### Work task
Could you filter the listing for lines with the word "runner" and return them?

### Data listing
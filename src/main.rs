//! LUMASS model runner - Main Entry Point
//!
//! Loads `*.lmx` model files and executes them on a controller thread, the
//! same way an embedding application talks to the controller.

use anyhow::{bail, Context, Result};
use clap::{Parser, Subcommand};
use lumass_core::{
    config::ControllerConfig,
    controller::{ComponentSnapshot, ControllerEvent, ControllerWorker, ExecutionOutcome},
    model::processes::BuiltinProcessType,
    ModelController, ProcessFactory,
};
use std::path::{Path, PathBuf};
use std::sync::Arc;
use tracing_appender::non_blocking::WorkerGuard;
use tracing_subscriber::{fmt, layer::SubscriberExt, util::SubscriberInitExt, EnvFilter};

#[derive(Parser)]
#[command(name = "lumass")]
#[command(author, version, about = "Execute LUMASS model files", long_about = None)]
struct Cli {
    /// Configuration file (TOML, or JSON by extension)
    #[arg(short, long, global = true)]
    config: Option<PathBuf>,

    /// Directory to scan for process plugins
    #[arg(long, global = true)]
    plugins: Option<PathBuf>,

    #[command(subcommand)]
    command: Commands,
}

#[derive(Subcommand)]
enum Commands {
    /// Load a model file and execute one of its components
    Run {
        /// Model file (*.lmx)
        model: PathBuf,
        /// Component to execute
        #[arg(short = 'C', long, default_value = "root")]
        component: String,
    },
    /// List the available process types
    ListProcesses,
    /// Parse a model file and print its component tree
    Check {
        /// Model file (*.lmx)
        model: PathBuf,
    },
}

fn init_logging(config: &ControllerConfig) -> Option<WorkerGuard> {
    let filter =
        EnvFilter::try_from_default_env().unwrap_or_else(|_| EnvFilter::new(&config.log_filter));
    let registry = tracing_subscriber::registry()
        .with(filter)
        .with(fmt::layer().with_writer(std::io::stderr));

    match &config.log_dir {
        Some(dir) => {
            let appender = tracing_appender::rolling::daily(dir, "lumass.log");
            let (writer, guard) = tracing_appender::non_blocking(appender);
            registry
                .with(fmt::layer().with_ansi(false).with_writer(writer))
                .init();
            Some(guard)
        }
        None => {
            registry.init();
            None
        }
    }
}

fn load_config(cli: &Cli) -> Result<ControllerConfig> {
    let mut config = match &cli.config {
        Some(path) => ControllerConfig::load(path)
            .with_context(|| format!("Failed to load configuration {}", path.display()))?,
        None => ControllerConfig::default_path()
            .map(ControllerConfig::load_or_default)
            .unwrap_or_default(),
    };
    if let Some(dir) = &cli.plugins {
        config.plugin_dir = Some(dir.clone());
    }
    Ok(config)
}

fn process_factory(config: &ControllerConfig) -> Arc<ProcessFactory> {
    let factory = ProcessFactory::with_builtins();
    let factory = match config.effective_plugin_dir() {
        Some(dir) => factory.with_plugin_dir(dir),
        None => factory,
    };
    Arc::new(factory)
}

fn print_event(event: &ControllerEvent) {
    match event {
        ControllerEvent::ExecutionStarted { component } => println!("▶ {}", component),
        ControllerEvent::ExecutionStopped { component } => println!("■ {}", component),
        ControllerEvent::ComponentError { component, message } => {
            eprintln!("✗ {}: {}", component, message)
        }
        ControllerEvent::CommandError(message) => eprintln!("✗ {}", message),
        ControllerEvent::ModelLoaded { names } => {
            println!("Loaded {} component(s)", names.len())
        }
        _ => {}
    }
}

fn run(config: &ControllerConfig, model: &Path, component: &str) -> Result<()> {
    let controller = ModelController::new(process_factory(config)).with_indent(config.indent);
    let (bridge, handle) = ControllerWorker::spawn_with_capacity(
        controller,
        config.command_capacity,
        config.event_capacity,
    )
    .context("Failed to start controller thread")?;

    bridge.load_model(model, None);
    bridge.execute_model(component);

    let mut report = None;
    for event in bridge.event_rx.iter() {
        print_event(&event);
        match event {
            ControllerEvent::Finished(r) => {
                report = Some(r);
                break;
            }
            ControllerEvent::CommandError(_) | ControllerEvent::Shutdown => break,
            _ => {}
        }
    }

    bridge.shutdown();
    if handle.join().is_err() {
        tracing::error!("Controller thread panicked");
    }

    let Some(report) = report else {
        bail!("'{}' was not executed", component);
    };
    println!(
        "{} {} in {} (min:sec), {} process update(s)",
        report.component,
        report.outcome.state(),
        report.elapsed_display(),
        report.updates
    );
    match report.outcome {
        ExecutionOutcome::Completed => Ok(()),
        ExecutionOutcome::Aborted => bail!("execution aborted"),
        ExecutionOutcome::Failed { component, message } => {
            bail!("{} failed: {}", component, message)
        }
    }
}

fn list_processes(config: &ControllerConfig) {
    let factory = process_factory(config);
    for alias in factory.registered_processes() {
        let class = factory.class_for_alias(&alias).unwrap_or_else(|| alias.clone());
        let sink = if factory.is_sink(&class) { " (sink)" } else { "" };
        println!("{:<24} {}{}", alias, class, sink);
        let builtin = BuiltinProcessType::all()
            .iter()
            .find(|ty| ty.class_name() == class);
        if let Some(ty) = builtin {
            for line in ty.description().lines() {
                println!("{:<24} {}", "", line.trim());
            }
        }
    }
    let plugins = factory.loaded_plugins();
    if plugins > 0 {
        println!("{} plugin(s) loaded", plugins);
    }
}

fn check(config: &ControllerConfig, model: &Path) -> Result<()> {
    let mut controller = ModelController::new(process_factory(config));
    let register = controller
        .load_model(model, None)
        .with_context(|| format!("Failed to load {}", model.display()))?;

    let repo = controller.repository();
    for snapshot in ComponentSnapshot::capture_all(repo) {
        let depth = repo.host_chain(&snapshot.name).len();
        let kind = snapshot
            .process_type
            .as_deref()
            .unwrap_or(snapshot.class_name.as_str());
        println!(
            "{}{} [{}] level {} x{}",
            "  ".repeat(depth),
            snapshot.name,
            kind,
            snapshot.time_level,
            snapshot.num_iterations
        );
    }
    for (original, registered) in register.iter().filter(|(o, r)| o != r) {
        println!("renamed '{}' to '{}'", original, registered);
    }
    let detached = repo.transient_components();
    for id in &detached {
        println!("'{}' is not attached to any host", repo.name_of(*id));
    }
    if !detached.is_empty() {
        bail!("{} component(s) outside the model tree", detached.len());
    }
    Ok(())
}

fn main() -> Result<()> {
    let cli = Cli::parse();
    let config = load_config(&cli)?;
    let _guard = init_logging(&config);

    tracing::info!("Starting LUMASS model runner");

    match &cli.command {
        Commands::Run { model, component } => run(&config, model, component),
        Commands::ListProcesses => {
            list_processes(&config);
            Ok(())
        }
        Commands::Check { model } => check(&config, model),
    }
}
==
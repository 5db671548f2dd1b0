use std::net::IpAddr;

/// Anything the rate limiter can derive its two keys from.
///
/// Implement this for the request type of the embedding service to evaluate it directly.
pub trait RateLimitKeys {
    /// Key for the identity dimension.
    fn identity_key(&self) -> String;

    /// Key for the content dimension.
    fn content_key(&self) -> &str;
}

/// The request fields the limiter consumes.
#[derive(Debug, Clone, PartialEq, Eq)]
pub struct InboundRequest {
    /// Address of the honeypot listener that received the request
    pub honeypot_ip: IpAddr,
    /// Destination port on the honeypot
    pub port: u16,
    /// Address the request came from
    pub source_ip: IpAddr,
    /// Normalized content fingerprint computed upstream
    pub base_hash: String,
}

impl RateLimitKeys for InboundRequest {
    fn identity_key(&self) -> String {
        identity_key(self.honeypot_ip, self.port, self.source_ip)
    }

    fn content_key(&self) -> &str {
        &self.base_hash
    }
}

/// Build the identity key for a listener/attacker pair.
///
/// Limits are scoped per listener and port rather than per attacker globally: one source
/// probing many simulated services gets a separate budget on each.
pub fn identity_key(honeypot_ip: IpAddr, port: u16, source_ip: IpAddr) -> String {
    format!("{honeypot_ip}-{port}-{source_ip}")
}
---
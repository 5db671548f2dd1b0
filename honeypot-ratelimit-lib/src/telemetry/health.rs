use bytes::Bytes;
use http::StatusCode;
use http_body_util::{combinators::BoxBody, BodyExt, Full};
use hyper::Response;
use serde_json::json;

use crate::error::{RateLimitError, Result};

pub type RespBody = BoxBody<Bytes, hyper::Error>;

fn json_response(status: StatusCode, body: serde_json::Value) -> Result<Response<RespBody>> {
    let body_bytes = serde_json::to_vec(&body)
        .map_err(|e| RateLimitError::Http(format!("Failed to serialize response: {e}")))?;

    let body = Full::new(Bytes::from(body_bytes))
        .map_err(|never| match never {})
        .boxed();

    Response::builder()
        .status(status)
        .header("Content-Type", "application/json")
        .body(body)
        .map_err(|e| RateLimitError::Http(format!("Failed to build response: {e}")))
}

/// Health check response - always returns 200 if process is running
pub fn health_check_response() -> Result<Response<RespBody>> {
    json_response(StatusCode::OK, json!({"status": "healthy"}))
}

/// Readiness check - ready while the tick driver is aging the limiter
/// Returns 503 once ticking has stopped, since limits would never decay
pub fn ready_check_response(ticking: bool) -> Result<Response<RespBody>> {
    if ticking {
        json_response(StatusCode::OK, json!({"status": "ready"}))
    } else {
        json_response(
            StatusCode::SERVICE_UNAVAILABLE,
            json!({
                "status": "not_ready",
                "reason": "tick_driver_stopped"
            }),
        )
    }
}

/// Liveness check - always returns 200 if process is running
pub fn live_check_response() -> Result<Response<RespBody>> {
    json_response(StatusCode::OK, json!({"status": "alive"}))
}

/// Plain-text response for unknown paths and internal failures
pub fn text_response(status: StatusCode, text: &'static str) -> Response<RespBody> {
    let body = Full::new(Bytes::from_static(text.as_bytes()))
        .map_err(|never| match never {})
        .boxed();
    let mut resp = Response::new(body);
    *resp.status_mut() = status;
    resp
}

### Answer section
//! LUMASS model runner - Main Entry Point
    tracing::info!("Starting LUMASS model runner");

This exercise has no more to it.